A raiva domina hoje a cena política. Não é nada fácil explicá-la, leitor, nem chegar a essa triste conclusão. Ela não é nova, mas o sentimento que hoje provoca nunca foi tão dominante em nosso país. O mesmo que ódio, ira e rancor, a raiva também é uma doença causada por vírus que acomete o sistema nervoso de mamíferos. No homem, ela tem um longo período de incubação. É adquirida a partir de mordidas de animal portador do vírus: cachorro, gato, morcego etc. Apossou-se, agora, dos que se decidiram a apoiar um governante que a nutre todo dia e que busca depressa mudar o seu perfil inventado com êxito durante o período eleitoral, alinhando-se ao seu antigo ninho. Uma tarefa difícil.
Até parece que nenhum integrante do movimento bolsonarista – que nega o respeito ao meio ambiente, agride as minorias, prega o culto às armas, desafia a ciência, demonstra horror à cultura e considera a pandemia uma gripezinha – percebe que seu líder não só já faltou ao decoro, mas desafiou as instituições democráticas ao incorrer em crimes de responsabilidade.

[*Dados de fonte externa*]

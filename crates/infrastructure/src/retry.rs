use rand::Rng;
use std::future::Future;
use std::time::Duration;
use tokio::time::sleep;
use tracing::{debug, warn};

/// Bounded exponential backoff for messaging delivery. Exhausting the
/// attempts returns the last error; callers decide whether that is fatal.
#[derive(Debug, Clone)]
pub struct RetryPolicy {
    pub max_attempts: u32,
    pub initial_delay: Duration,
    pub max_delay: Duration,
    pub backoff_multiplier: f64,
    pub add_jitter: bool,
}

impl Default for RetryPolicy {
    fn default() -> Self {
        Self {
            max_attempts: 3,
            initial_delay: Duration::from_millis(100),
            max_delay: Duration::from_secs(5),
            backoff_multiplier: 2.0,
            add_jitter: true,
        }
    }
}

impl RetryPolicy {
    pub fn exponential_backoff(max_attempts: u32, initial_delay: Duration) -> Self {
        Self {
            max_attempts,
            initial_delay,
            ..Self::default()
        }
    }

    /// Run once without retrying, for callers that want fail-fast delivery.
    pub fn none() -> Self {
        Self {
            max_attempts: 1,
            ..Self::default()
        }
    }

    pub async fn run<F, Fut, T, E>(&self, operation: F) -> Result<T, E>
    where
        F: Fn() -> Fut,
        Fut: Future<Output = Result<T, E>>,
        E: std::fmt::Display,
    {
        let attempts = self.max_attempts.max(1);
        let mut delay = self.initial_delay;

        for attempt in 1..=attempts {
            match operation().await {
                Ok(value) => {
                    if attempt > 1 {
                        debug!("operation succeeded after {} attempts", attempt);
                    }
                    return Ok(value);
                }
                Err(error) if attempt == attempts => {
                    warn!(%error, "operation failed after {} attempts", attempt);
                    return Err(error);
                }
                Err(error) => {
                    warn!(%error, "operation failed on attempt {}, retrying", attempt);
                    sleep(self.jittered(delay)).await;
                    delay = Duration::from_secs_f64(
                        (delay.as_secs_f64() * self.backoff_multiplier)
                            .min(self.max_delay.as_secs_f64()),
                    );
                }
            }
        }

        unreachable!("max_attempts is at least 1")
    }

    fn jittered(&self, delay: Duration) -> Duration {
        if !self.add_jitter {
            return delay;
        }
        let factor = rand::thread_rng().gen_range(0.8..1.2);
        Duration::from_secs_f64(delay.as_secs_f64() * factor)
    }
}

Nem por isso deixa de contar com o apoio de grande parte de eleitores que o alçaram à Presidência em 2018. São eles que o incentivam a pedir a Deus para ser reeleito, como disse em discurso, na academia onde se formou, aos futuros oficiais de 2023.
O mais novo crime de responsabilidade foi cometido quando o governo conseguiu, em acordo com a CBF, se apossar da TV Brasil (que o candidato Bolsonaro, por considerá-la um cabide de empregos, prometeu fechar) para transmitir, com exclusividade, o jogo entre Brasil e Peru, ocasião em que, além disso, a utilizou para divulgar sua propaganda. Por outro lado, nós erramos ao não cobrarmos do presidente do Congresso, Rodrigo Maia, que dê andamento aos vários pedidos de impeachment a ele dirigidos. Esse desinteresse permite a consolidação do “aparelhamento bolsonarista” e fragiliza a democracia.
O assunto merece ser alongado, mas estas linhas são escritas dois dias antes de serem publicadas, e não posso deixar de me referir, sobretudo, mesmo com atraso, ao que hoje já está definido pelo Senado Federal: a aprovação, por ampla maioria, do desembargador Kassio Nunes Marques, 48, para o Supremo Tribunal Federal (STF). Acusado de plágio e de adulteração em seu próprio currículo, Kassio permanecerá no STF por 27 anos. Por melhor que seja sua atuação na mais alta Corte de Justiça do país, jamais apagará a nódoa que carrega: trata-se de ministro que não atendeu às exigências para o exercício do cargo, contidas no artigo 101 da Constituição Federal de 1988: ser um cidadão de “notável saber jurídico” e de “reputação ilibada”. Ou somos nós que perdemos, definitivamente, a noção de ética? Que belo exemplo para os jovens!